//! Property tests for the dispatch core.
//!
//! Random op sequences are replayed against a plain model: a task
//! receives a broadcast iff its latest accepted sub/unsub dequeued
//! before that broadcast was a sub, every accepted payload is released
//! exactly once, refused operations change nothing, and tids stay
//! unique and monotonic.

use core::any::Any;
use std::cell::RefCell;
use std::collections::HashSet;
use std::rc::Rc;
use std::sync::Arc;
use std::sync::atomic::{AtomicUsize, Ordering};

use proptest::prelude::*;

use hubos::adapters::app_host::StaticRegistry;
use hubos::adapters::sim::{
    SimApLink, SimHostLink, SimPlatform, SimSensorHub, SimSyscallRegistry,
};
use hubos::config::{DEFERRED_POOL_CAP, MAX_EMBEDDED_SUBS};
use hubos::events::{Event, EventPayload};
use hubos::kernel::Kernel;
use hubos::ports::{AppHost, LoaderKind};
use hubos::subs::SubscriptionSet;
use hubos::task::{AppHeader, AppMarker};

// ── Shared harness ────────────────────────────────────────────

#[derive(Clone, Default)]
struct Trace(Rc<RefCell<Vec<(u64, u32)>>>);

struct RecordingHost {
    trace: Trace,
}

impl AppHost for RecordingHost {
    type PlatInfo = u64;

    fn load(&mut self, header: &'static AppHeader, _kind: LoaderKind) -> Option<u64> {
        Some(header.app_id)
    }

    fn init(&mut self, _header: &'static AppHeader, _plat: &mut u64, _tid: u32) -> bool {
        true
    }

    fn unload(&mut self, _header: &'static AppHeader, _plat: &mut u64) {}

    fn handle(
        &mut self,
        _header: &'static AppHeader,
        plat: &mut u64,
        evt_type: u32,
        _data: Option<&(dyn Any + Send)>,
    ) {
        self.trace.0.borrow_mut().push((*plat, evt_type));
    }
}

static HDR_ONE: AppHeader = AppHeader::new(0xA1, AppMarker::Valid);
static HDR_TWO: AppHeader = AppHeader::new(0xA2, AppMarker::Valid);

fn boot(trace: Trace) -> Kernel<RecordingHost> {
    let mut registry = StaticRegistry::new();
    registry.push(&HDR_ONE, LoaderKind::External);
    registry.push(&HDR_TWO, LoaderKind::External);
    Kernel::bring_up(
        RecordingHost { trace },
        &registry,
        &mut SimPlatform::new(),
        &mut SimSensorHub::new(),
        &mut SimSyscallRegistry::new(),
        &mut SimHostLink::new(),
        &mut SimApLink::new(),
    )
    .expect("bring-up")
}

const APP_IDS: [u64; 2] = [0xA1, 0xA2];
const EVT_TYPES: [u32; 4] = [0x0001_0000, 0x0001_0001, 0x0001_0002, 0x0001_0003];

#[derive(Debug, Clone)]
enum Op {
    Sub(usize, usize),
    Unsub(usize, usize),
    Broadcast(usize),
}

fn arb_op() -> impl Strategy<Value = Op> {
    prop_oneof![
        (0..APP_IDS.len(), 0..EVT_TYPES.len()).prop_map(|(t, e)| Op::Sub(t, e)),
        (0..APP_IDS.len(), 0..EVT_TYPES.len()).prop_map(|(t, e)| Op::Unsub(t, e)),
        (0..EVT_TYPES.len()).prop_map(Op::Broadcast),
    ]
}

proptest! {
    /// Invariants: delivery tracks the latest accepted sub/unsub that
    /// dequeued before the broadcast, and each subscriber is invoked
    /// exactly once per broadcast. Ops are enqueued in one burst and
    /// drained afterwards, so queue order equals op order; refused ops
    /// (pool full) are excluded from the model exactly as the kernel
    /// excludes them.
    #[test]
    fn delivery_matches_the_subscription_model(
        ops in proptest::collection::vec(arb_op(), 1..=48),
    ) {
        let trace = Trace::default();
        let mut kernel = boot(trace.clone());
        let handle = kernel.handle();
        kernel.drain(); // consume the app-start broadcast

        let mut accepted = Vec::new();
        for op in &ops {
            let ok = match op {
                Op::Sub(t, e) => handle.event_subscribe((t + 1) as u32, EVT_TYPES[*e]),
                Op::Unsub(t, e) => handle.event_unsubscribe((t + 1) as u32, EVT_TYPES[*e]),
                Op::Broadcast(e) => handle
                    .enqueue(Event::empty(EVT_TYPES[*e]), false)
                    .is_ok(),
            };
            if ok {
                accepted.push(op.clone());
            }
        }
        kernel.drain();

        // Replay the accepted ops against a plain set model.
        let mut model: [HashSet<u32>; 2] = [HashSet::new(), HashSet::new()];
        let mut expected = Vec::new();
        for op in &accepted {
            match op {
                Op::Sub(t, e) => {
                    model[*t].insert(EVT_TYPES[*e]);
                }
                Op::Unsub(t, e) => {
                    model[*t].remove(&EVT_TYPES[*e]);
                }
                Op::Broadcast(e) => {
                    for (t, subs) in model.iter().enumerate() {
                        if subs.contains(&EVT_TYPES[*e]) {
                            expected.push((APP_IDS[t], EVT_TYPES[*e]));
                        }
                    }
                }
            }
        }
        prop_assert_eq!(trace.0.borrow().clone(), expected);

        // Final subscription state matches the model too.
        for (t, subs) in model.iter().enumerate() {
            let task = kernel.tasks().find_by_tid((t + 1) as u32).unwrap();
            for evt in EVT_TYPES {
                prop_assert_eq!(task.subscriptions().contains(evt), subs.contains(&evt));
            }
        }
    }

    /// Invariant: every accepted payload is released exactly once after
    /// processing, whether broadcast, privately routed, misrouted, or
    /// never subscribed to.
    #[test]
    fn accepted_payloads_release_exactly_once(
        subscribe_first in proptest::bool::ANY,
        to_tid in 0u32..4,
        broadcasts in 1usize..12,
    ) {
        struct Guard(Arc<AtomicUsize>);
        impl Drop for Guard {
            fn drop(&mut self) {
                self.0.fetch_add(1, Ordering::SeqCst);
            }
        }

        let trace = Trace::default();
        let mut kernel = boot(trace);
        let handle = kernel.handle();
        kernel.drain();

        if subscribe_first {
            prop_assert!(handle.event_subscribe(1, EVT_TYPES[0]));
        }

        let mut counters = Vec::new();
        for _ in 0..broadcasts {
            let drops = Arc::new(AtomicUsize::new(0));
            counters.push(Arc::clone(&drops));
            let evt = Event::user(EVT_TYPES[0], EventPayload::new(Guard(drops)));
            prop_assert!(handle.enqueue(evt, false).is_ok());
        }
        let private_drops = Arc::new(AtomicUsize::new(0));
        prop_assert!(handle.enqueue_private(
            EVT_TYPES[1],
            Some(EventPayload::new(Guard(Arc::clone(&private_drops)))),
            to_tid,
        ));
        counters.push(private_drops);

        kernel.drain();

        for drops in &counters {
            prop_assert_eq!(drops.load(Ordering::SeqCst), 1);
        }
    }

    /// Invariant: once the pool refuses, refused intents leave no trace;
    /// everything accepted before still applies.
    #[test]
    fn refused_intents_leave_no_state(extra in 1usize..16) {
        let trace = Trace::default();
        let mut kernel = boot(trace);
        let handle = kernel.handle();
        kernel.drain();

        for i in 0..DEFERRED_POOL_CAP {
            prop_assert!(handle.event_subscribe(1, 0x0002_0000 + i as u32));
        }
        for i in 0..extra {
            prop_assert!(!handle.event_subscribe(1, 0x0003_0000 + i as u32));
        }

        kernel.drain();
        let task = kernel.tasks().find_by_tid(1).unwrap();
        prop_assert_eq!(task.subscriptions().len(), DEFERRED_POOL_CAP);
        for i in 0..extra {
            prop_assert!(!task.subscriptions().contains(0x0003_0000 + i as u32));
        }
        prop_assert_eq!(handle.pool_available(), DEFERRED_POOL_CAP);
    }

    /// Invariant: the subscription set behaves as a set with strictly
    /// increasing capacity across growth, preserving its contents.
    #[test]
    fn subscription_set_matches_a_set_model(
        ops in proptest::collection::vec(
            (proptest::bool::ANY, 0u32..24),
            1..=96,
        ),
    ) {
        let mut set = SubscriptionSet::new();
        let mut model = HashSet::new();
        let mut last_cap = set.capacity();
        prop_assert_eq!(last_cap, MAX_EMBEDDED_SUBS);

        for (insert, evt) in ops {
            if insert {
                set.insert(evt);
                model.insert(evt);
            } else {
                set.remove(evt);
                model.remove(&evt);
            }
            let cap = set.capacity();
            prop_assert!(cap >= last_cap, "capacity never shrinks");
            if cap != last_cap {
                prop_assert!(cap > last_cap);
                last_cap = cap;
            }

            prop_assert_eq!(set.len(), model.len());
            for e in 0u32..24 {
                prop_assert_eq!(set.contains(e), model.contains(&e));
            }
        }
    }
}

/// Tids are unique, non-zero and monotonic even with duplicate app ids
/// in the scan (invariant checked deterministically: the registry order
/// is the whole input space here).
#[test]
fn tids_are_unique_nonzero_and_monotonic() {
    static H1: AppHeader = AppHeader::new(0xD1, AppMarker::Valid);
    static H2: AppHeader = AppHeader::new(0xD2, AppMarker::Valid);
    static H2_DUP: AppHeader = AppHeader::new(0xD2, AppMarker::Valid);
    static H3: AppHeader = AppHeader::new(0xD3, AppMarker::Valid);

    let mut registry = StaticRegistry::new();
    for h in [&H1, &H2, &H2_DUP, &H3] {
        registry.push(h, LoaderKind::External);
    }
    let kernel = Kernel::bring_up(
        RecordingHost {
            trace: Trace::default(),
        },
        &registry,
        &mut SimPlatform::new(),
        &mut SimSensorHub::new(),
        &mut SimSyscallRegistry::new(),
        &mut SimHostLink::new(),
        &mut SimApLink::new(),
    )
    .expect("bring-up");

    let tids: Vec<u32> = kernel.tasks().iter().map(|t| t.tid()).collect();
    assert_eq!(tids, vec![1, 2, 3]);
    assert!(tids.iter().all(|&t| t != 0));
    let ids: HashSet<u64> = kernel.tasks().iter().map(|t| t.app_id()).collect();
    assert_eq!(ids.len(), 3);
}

━━━━━━━━━━━━━━━━━━━━━━━━━━━━━━

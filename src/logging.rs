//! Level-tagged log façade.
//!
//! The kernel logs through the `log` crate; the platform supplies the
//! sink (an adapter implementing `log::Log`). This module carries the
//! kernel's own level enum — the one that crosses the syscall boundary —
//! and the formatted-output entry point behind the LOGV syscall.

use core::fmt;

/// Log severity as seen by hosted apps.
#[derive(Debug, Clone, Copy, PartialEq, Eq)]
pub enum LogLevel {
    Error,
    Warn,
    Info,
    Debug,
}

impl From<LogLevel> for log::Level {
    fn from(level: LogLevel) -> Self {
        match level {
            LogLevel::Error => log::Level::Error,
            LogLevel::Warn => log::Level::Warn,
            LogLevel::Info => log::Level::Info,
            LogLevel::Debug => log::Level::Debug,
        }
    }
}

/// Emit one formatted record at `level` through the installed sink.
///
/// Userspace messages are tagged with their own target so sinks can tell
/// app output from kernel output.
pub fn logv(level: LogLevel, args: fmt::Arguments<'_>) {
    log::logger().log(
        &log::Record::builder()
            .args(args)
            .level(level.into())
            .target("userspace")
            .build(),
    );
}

━━━━━━━━━━━━━━━━━━━━━━━━━━━━━━

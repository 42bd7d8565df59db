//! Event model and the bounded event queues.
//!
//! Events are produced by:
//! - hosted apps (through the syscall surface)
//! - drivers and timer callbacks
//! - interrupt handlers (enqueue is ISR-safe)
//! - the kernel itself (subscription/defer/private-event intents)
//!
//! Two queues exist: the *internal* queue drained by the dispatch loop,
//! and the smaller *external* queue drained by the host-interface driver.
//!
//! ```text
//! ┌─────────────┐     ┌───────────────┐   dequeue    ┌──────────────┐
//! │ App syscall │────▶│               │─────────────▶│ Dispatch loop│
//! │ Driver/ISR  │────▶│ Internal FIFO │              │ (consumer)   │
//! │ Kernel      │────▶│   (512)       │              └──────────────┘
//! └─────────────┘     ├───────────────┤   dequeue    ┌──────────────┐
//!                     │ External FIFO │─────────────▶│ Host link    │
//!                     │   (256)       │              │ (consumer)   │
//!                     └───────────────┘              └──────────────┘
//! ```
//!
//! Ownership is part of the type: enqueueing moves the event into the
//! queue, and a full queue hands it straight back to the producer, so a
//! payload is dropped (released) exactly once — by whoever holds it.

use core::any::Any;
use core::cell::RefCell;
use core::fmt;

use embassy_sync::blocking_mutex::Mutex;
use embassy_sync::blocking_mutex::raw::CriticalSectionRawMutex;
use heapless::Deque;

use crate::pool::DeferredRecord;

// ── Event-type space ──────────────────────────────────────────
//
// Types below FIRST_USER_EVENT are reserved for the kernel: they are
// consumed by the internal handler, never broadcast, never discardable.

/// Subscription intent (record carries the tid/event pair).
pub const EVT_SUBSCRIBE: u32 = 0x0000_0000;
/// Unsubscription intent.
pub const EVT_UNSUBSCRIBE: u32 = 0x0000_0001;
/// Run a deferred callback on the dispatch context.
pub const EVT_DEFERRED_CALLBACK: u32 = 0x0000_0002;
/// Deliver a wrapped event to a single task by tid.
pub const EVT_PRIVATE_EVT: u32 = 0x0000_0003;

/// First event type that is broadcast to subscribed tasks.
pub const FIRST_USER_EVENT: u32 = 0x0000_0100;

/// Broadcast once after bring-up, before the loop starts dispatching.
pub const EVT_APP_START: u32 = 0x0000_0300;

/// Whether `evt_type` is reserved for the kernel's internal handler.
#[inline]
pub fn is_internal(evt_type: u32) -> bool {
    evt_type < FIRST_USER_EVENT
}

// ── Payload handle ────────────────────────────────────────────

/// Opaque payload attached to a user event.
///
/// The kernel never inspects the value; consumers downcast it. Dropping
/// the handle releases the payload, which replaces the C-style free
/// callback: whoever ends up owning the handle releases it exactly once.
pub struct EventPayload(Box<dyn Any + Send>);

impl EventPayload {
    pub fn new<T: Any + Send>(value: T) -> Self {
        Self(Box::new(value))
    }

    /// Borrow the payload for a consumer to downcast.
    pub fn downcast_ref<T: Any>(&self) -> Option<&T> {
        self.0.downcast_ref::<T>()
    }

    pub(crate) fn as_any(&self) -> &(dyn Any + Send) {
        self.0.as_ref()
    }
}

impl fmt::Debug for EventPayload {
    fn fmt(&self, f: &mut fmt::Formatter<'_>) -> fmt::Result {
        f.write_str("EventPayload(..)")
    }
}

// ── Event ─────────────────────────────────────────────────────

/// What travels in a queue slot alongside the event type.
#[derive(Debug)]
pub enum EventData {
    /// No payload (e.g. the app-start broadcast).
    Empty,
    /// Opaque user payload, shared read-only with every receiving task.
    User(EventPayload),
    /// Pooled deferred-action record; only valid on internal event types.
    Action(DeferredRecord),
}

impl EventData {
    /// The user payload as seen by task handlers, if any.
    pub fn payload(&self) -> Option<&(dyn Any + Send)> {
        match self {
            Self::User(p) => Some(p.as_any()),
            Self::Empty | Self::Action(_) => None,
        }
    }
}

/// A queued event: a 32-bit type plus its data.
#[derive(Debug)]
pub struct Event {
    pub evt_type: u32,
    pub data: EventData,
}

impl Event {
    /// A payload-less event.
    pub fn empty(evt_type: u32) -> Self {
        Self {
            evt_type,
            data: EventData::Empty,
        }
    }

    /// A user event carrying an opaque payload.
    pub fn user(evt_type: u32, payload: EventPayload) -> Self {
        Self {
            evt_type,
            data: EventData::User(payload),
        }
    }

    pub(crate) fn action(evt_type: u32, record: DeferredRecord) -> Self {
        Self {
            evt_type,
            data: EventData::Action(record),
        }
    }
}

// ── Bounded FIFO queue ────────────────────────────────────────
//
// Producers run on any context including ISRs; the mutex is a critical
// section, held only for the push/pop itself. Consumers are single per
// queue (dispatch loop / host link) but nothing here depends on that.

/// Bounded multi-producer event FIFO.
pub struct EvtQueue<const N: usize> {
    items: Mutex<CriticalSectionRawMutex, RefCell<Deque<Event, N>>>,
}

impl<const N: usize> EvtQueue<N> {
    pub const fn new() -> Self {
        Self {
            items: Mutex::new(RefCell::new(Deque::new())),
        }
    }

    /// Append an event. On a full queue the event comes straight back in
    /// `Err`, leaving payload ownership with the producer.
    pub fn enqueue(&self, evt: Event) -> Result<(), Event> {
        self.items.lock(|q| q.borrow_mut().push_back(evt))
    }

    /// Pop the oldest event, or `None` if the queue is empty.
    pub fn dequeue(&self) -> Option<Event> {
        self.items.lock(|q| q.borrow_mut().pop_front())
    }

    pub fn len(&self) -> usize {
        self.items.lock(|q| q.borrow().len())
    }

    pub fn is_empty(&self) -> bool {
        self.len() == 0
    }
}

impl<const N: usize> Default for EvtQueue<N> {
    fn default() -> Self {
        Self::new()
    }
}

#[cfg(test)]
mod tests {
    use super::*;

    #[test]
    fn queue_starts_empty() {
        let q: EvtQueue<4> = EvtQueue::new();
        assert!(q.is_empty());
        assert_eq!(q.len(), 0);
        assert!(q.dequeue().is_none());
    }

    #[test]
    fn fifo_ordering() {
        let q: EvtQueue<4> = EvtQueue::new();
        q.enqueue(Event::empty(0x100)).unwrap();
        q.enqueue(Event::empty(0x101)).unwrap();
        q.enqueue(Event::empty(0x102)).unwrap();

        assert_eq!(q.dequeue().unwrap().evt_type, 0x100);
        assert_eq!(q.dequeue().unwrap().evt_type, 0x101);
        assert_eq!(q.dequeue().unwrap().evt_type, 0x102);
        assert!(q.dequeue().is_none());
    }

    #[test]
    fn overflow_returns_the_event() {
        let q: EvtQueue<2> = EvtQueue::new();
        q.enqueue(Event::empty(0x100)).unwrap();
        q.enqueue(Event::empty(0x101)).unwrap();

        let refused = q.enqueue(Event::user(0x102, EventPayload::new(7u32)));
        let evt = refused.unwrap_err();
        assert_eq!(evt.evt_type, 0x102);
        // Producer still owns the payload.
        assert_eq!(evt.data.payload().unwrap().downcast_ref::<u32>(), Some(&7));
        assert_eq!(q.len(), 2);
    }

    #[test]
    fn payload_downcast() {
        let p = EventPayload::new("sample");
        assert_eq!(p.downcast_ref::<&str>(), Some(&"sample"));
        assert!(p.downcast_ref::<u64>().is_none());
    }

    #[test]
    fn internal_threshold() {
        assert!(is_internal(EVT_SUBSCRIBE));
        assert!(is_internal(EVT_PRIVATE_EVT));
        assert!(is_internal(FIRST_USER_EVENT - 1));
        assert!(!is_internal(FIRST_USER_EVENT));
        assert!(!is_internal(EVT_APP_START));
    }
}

━━━━━━━━━━━━━━━━━━━━━━━━━━━━━━

Exercise requirements:
The expected answer is an exact copy of the lines above, beginning at the line with "the dispatch core." and ending at the line with "use hubos::kernel::Kernel;", with both ends in.

Completed exercise:
//! Property tests for the dispatch core.
//!
//! Random op sequences are replayed against a plain model: a task
//! receives a broadcast iff its latest accepted sub/unsub dequeued
//! before that broadcast was a sub, every accepted payload is released
//! exactly once, refused operations change nothing, and tids stay
//! unique and monotonic.

use core::any::Any;
use std::cell::RefCell;
use std::collections::HashSet;
use std::rc::Rc;
use std::sync::Arc;
use std::sync::atomic::{AtomicUsize, Ordering};

use proptest::prelude::*;

use hubos::adapters::app_host::StaticRegistry;
use hubos::adapters::sim::{
    SimApLink, SimHostLink, SimPlatform, SimSensorHub, SimSyscallRegistry,
};
use hubos::config::{DEFERRED_POOL_CAP, MAX_EMBEDDED_SUBS};
use hubos::events::{Event, EventPayload};
use hubos::kernel::Kernel;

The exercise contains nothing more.